- Dataset records:
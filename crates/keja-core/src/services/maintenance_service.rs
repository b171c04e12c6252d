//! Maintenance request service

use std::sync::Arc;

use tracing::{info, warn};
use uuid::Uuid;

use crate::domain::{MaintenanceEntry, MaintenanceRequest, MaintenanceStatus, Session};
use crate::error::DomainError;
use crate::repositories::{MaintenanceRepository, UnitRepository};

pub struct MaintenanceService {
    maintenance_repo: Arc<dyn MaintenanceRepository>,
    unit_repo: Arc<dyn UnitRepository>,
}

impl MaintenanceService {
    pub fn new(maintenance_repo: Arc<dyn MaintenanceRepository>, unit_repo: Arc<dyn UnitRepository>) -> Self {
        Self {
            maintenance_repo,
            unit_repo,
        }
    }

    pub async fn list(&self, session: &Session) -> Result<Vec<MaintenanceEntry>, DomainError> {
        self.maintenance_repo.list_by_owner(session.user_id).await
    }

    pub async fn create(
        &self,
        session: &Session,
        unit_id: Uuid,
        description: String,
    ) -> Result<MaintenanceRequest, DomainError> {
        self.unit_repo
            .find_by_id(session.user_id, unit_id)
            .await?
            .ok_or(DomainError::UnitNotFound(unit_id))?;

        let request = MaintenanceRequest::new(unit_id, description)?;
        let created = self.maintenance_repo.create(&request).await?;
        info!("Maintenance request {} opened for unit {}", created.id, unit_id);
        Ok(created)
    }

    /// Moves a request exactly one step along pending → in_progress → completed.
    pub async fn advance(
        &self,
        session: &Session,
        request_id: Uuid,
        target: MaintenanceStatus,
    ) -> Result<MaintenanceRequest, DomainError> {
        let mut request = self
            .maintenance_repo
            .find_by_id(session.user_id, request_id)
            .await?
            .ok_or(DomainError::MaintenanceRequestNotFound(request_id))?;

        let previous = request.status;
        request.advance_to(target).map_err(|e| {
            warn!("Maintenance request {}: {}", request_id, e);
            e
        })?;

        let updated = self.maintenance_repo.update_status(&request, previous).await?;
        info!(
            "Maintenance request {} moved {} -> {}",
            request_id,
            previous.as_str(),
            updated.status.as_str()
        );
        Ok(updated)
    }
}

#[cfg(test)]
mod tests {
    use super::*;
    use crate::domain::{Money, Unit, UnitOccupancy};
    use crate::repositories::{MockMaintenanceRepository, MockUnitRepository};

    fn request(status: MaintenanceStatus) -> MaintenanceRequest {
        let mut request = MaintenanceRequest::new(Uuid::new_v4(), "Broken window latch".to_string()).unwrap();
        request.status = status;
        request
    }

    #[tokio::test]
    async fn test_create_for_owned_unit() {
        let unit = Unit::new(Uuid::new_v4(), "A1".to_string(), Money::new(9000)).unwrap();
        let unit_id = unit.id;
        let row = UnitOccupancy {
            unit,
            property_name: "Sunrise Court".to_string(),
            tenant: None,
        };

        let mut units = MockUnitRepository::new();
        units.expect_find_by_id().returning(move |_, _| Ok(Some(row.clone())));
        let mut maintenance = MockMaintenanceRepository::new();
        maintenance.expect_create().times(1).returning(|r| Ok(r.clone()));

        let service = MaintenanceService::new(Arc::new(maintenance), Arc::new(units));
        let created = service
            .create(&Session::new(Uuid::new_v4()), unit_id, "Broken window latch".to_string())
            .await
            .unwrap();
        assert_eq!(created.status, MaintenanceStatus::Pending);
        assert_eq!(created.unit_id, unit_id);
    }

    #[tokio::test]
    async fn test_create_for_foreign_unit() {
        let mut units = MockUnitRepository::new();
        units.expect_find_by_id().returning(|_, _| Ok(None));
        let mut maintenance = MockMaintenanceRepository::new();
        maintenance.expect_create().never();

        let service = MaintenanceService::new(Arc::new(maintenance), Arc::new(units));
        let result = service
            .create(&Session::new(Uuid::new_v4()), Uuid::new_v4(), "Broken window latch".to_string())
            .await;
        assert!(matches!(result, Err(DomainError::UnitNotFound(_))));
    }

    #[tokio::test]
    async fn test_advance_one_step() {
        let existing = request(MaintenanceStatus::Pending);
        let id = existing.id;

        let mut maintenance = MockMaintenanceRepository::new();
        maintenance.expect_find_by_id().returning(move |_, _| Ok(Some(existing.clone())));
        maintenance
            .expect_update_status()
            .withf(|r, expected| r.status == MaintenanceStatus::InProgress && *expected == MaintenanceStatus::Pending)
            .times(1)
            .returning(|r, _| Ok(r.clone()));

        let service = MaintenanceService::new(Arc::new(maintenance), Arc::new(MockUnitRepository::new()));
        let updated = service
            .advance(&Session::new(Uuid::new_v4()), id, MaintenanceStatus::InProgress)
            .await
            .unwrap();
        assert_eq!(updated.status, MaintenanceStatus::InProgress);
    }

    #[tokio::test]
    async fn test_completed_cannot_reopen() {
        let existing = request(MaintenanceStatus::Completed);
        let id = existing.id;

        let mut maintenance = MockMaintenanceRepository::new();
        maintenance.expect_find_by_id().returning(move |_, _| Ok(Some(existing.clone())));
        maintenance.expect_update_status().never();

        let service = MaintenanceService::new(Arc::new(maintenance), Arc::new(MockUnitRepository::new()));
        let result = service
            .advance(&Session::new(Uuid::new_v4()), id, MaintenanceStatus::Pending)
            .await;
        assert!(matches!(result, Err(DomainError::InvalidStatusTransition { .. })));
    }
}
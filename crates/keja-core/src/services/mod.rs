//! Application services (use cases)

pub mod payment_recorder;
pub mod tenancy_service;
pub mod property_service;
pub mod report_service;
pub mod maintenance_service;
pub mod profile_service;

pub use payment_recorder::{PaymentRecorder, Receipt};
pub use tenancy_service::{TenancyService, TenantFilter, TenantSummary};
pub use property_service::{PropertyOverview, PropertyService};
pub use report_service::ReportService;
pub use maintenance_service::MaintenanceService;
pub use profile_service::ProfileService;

- What needs to be done:
Out of the material above, select every line that holds the string "unwrap".

- Response for this exercise:
        let mut request = MaintenanceRequest::new(Uuid::new_v4(), "Broken window latch".to_string()).unwrap();
        let unit = Unit::new(Uuid::new_v4(), "A1".to_string(), Money::new(9000)).unwrap();
            .unwrap();
            .unwrap();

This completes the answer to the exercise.